==== Source records ====
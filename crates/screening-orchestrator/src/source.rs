use anyhow::{bail, Context, Result};
use jquants_client::{JQuantsClient, JQuantsMarketData, JquantsConfig};
use screener_core::{MarketDataSource, StrategyConfig};

use crate::sbi_csv::SbiCsvMarketData;

pub const PROVIDER_JQUANTS: &str = "jquants";
pub const PROVIDER_SBI_CSV: &str = "sbi_csv";

/// Market-data backend named by `data_sources.prices_and_fundamentals.provider`.
pub fn market_data_source(config: &StrategyConfig) -> Result<Box<dyn MarketDataSource>> {
    let source = config.prices_source()?;
    match source.provider.trim().to_ascii_lowercase().as_str() {
        PROVIDER_SBI_CSV => {
            tracing::info!("Using screening CSV market data");
            Ok(Box::new(SbiCsvMarketData::new(source.clone(), config.universe.clone())))
        }
        PROVIDER_JQUANTS | "j-quants" | "j_quants" => {
            let client = JQuantsClient::new(JquantsConfig::from_env())
                .context("J-Quants client needs an API key")?;
            tracing::info!("Using J-Quants market data (plan: {})", source.plan);
            Ok(Box::new(JQuantsMarketData::new(client, &config.universe.market)))
        }
        other => bail!("Unknown market data provider '{}'", other),
    }
}
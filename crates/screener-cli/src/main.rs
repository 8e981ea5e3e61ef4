use anyhow::{Context, Result};
use clap::Parser;
use screener_core::StrategyConfig;
use screening_orchestrator::{market_data_source, resolve_as_of, write_report, RunOptions, ScreeningPipeline};

mod cli;

use cli::Cli;

const DEFAULT_LOG_FILTER: &str = "info";

fn init_tracing() {
    let filter = || {
        tracing_subscriber::EnvFilter::try_from_default_env()
            .unwrap_or_else(|_| tracing_subscriber::EnvFilter::new(DEFAULT_LOG_FILTER))
    };
    let json_logging = std::env::var("RUST_LOG_FORMAT")
        .map(|v| v.eq_ignore_ascii_case("json"))
        .unwrap_or(false);

    if json_logging {
        tracing_subscriber::fmt().json().with_env_filter(filter()).init();
    } else {
        tracing_subscriber::fmt().with_env_filter(filter()).init();
    }
}

#[tokio::main]
async fn main() -> Result<()> {
    dotenvy::dotenv().ok();
    init_tracing();

    let cli = Cli::parse();
    let config = StrategyConfig::load(&cli.config)
        .with_context(|| format!("Failed to load strategy {}", cli.config.display()))?;

    if cli.dry_run {
        println!("[dry-run] Loaded strategy: {} (mode={})", config.name, config.mode);
        println!("[dry-run] Quant metrics: {}", config.quantitative.metrics.len());
        println!("[dry-run] Qual axes: {}", config.qualitative.axes.len());
        return Ok(());
    }

    config.check_required_env()?;

    let as_of = match &cli.as_of_from {
        Some(dir) => {
            let (date, path) = resolve_as_of(dir)?;
            tracing::info!("As-of {} taken from {}", date, path.display());
            date
        }
        None => cli.explicit_or_today(),
    };

    let source = market_data_source(&config)?;
    let mut pipeline = ScreeningPipeline::new(config, source);
    let options = RunOptions {
        top_n: cli.top_n,
        top_k: cli.top_k,
    };
    let result = pipeline.run(as_of, options).await?;

    let report_path = write_report(&result, &cli.output, as_of)?;
    println!("Report generated: {}", report_path.display());
    Ok(())
}
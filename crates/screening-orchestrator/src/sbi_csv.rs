//! Universe and metrics from a broker screening CSV export.

use async_trait::async_trait;
use chrono::{DateTime, Local, NaiveDate};
use globset::Glob;
use screener_core::metrics::{self, parse_number};
use screener_core::{
    DataSource, MarketDataSource, MarketSegment, MetricMap, ScreeningError, UniverseConfig, UniverseRow,
};
use std::collections::{HashMap, HashSet};
use std::path::{Path, PathBuf};
use walkdir::WalkDir;

pub const DEFAULT_CSV_DIR: &str = "data/raw/sbi_screening";
pub const DEFAULT_CSV_GLOB: &str = "*.csv";

const CODE_COLUMN: &str = "コード";
const NAME_COLUMN: &str = "銘柄名";
const MARKET_COLUMN: &str = "市場";
const UNKNOWN_MARKET: &str = "UNKNOWN";

/// Header -> (metric, multiplier to JPY or percent units)
const METRIC_COLUMNS: &[(&str, &str, f64)] = &[
    ("現在値", metrics::LATEST_CLOSE, 1.0),
    ("PER(株価収益率)(倍)", metrics::PER, 1.0),
    ("PBR(株価純資産倍率)(倍)", metrics::PBR, 1.0),
    ("配当利回り(%)", metrics::DIVIDEND_YIELD, 1.0),
    ("ROE(自己資本利益率)(%)", metrics::ROE, 1.0),
    ("自己資本比率(%)", metrics::EQUITY_RATIO, 1.0),
    ("有利子負債自己資本比率(%)", metrics::NET_DE_RATIO, 1.0),
    ("売上高変化率(%)", metrics::REVENUE_CAGR_3Y, 1.0),
    ("経常利益変化率(%)", metrics::OP_INCOME_CAGR_3Y, 1.0),
    ("時価総額(百万円)", metrics::MARKET_CAP_JPY, 1_000_000.0),
    ("平均売買代金(千円)", metrics::AVG_TURNOVER_20D, 1_000.0),
];

#[derive(Debug, Clone, PartialEq)]
pub struct ScreeningRecord {
    pub ticker: String,
    pub company_name: String,
    pub market: String,
    pub metrics: MetricMap,
}

/// Parse the CSV text. A leading BOM is ignored; rows without a code are skipped.
pub fn parse_screening_csv(text: &str) -> Result<Vec<ScreeningRecord>, ScreeningError> {
    let text = text.strip_prefix('\u{feff}').unwrap_or(text);
    let mut reader = csv::ReaderBuilder::new()
        .has_headers(true)
        .flexible(true)
        .from_reader(text.as_bytes());

    let headers = reader
        .headers()
        .map_err(|e| ScreeningError::InvalidData(format!("Unreadable CSV header: {}", e)))?
        .clone();
    let column = |name: &str| headers.iter().position(|h| h.trim() == name);

    let code_idx = column(CODE_COLUMN)
        .ok_or_else(|| ScreeningError::InvalidData(format!("CSV has no '{}' column", CODE_COLUMN)))?;
    let name_idx = column(NAME_COLUMN);
    let market_idx = column(MARKET_COLUMN);
    let metric_idx: Vec<(usize, &str, f64)> = METRIC_COLUMNS
        .iter()
        .filter_map(|(header, metric, scale)| column(*header).map(|i| (i, *metric, *scale)))
        .collect();

    let mut records = Vec::new();
    for result in reader.records() {
        let row = result.map_err(|e| ScreeningError::InvalidData(format!("Bad CSV row: {}", e)))?;
        let cell = |idx: Option<usize>| idx.and_then(|i| row.get(i)).map(str::trim).unwrap_or("");

        let ticker = cell(Some(code_idx)).to_string();
        if ticker.is_empty() {
            continue;
        }
        let company_name = match cell(name_idx) {
            "" => ticker.clone(),
            name => name.to_string(),
        };
        let market = match cell(market_idx) {
            "" => UNKNOWN_MARKET.to_string(),
            m => m.to_string(),
        };

        let mut values = MetricMap::new();
        for (idx, metric, scale) in &metric_idx {
            if let Some(v) = row.get(*idx).and_then(parse_number) {
                values.insert(metric.to_string(), v * scale);
            }
        }

        records.push(ScreeningRecord {
            ticker,
            company_name,
            market,
            metrics: values,
        });
    }
    Ok(records)
}

/// `csv_path` when it exists, else the lexicographically last match of
/// `csv_glob` inside `csv_dir`.
pub fn resolve_csv_path(source: &DataSource) -> Result<PathBuf, ScreeningError> {
    if let Some(explicit) = source.constraint_str("csv_path") {
        let path = PathBuf::from(explicit);
        if path.is_file() {
            return Ok(path);
        }
        tracing::warn!("csv_path {} does not exist, falling back to csv_dir", path.display());
    }

    let dir = PathBuf::from(source.constraint_str("csv_dir").unwrap_or(DEFAULT_CSV_DIR));
    let pattern = source.constraint_str("csv_glob").unwrap_or(DEFAULT_CSV_GLOB);
    let matcher = Glob::new(pattern)
        .map_err(|e| ScreeningError::Config(format!("Invalid csv_glob '{}': {}", pattern, e)))?
        .compile_matcher();

    let mut files: Vec<PathBuf> = std::fs::read_dir(&dir)
        .map_err(|e| ScreeningError::Config(format!("Cannot read csv_dir {}: {}", dir.display(), e)))?
        .filter_map(|entry| entry.ok().map(|e| e.path()))
        .filter(|p| p.is_file())
        .filter(|p| p.file_name().map(|n| matcher.is_match(n)).unwrap_or(false))
        .collect();
    files.sort();

    files
        .pop()
        .ok_or_else(|| ScreeningError::Config(format!("No screening CSV found: {}/{}", dir.display(), pattern)))
}

fn digits(bytes: &[u8]) -> bool {
    bytes.iter().all(u8::is_ascii_digit)
}

fn to_date(y: &[u8], m: &[u8], d: &[u8]) -> Option<NaiveDate> {
    let num = |b: &[u8]| std::str::from_utf8(b).ok()?.parse::<u32>().ok();
    NaiveDate::from_ymd_opt(num(y)? as i32, num(m)?, num(d)?)
}

/// First `20YYMMDD` in a file name, else the first `20YY-MM-DD`.
///
/// An impossible date in the first matching form yields `None`.
pub fn date_from_filename(name: &str) -> Option<NaiveDate> {
    let b = name.as_bytes();

    let compact = (0..b.len().saturating_sub(7)).find(|&i| b[i..i + 2] == *b"20" && digits(&b[i..i + 8]));
    if let Some(i) = compact {
        return to_date(&b[i..i + 4], &b[i + 4..i + 6], &b[i + 6..i + 8]);
    }

    let dashed = (0..b.len().saturating_sub(9)).find(|&i| {
        b[i..i + 2] == *b"20"
            && digits(&b[i..i + 4])
            && b[i + 4] == b'-'
            && digits(&b[i + 5..i + 7])
            && b[i + 7] == b'-'
            && digits(&b[i + 8..i + 10])
    });
    dashed.and_then(|i| to_date(&b[i..i + 4], &b[i + 5..i + 7], &b[i + 8..i + 10]))
}

/// As-of date and file from the newest CSV under `data_dir`.
///
/// Dated file names win over modification times; among dated files the
/// latest date wins, then the latest mtime, then the path.
pub fn resolve_as_of(data_dir: &Path) -> Result<(NaiveDate, PathBuf), ScreeningError> {
    let mut dated: Vec<(NaiveDate, std::time::SystemTime, PathBuf)> = Vec::new();
    let mut undated: Vec<(std::time::SystemTime, PathBuf)> = Vec::new();

    for entry in WalkDir::new(data_dir).into_iter().filter_map(Result::ok) {
        let path = entry.path();
        let is_csv = path.extension().map(|e| e == "csv").unwrap_or(false);
        if !entry.file_type().is_file() || !is_csv {
            continue;
        }
        let modified = entry
            .metadata()
            .ok()
            .and_then(|m| m.modified().ok())
            .unwrap_or(std::time::UNIX_EPOCH);
        let name = entry.file_name().to_string_lossy();
        match date_from_filename(&name) {
            Some(date) => dated.push((date, modified, path.to_path_buf())),
            None => undated.push((modified, path.to_path_buf())),
        }
    }

    if let Some((date, _, path)) = dated.into_iter().max() {
        return Ok((date, path));
    }
    match undated.into_iter().max() {
        Some((modified, path)) => {
            let date = DateTime::<Local>::from(modified).date_naive();
            Ok((date, path))
        }
        None => Err(ScreeningError::Config(format!("No CSV files found under {}", data_dir.display()))),
    }
}

/// Market data backed by a screening CSV. The file is read once per instance.
pub struct SbiCsvMarketData {
    source: DataSource,
    universe: UniverseConfig,
    segment: MarketSegment,
    records: Option<Vec<ScreeningRecord>>,
}

impl SbiCsvMarketData {
    pub fn new(source: DataSource, universe: UniverseConfig) -> Self {
        let segment = MarketSegment::parse(&universe.market);
        Self {
            source,
            universe,
            segment,
            records: None,
        }
    }

    fn records(&mut self) -> Result<&[ScreeningRecord], ScreeningError> {
        if self.records.is_none() {
            let path = resolve_csv_path(&self.source)?;
            let text = std::fs::read_to_string(&path)?;
            let records = parse_screening_csv(&text)?;
            tracing::info!("Loaded {} rows from {}", records.len(), path.display());
            self.records = Some(records);
        }
        Ok(self.records.as_deref().unwrap_or_default())
    }

    fn passes_market(&self, record: &ScreeningRecord) -> bool {
        self.segment.matches(None, Some(&record.market))
    }

    /// Turnover must be known and above the floor; market cap only when known.
    fn passes_liquidity(&self, record: &ScreeningRecord) -> bool {
        let Some(turnover) = record.metrics.get(metrics::AVG_TURNOVER_20D) else {
            return false;
        };
        if *turnover < self.universe.min_avg_trading_value_20d_jpy {
            return false;
        }
        match record.metrics.get(metrics::MARKET_CAP_JPY) {
            Some(cap) => *cap >= self.universe.min_market_cap_jpy,
            None => true,
        }
    }
}

#[async_trait]
impl MarketDataSource for SbiCsvMarketData {
    async fn fetch_universe(&mut self, as_of: NaiveDate) -> Result<Vec<UniverseRow>, ScreeningError> {
        let total = self.records()?.len();
        let records = self.records.as_deref().unwrap_or_default();

        let mut seen = HashSet::new();
        let rows: Vec<UniverseRow> = records
            .iter()
            .filter(|r| self.passes_market(r) && self.passes_liquidity(r))
            .filter(|r| seen.insert(r.ticker.clone()))
            .map(|r| UniverseRow {
                ticker: r.ticker.clone(),
                company_name: r.company_name.clone(),
                // The export has no sector column; the market label groups peers
                sector: r.market.clone(),
            })
            .collect();

        tracing::info!("Universe as of {}: {} of {} CSV rows", as_of, rows.len(), total);
        Ok(rows)
    }

    async fn fetch_quant_metrics(
        &mut self,
        _as_of: NaiveDate,
        tickers: &[String],
    ) -> Result<HashMap<String, MetricMap>, ScreeningError> {
        let wanted: HashSet<&str> = tickers.iter().map(String::as_str).collect();
        let out = self
            .records()?
            .iter()
            .filter(|r| wanted.contains(r.ticker.as_str()))
            .map(|r| (r.ticker.clone(), r.metrics.clone()))
            .collect();
        Ok(out)
    }
}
====
What is needed >> Make a copy of each line in the records that has the word "scale".

Solved problem >>
        .filter_map(|(header, metric, scale)| column(*header).map(|i| (i, *metric, *scale)))
        for (idx, metric, scale) in &metric_idx {
                values.insert(metric.to_string(), v * scale);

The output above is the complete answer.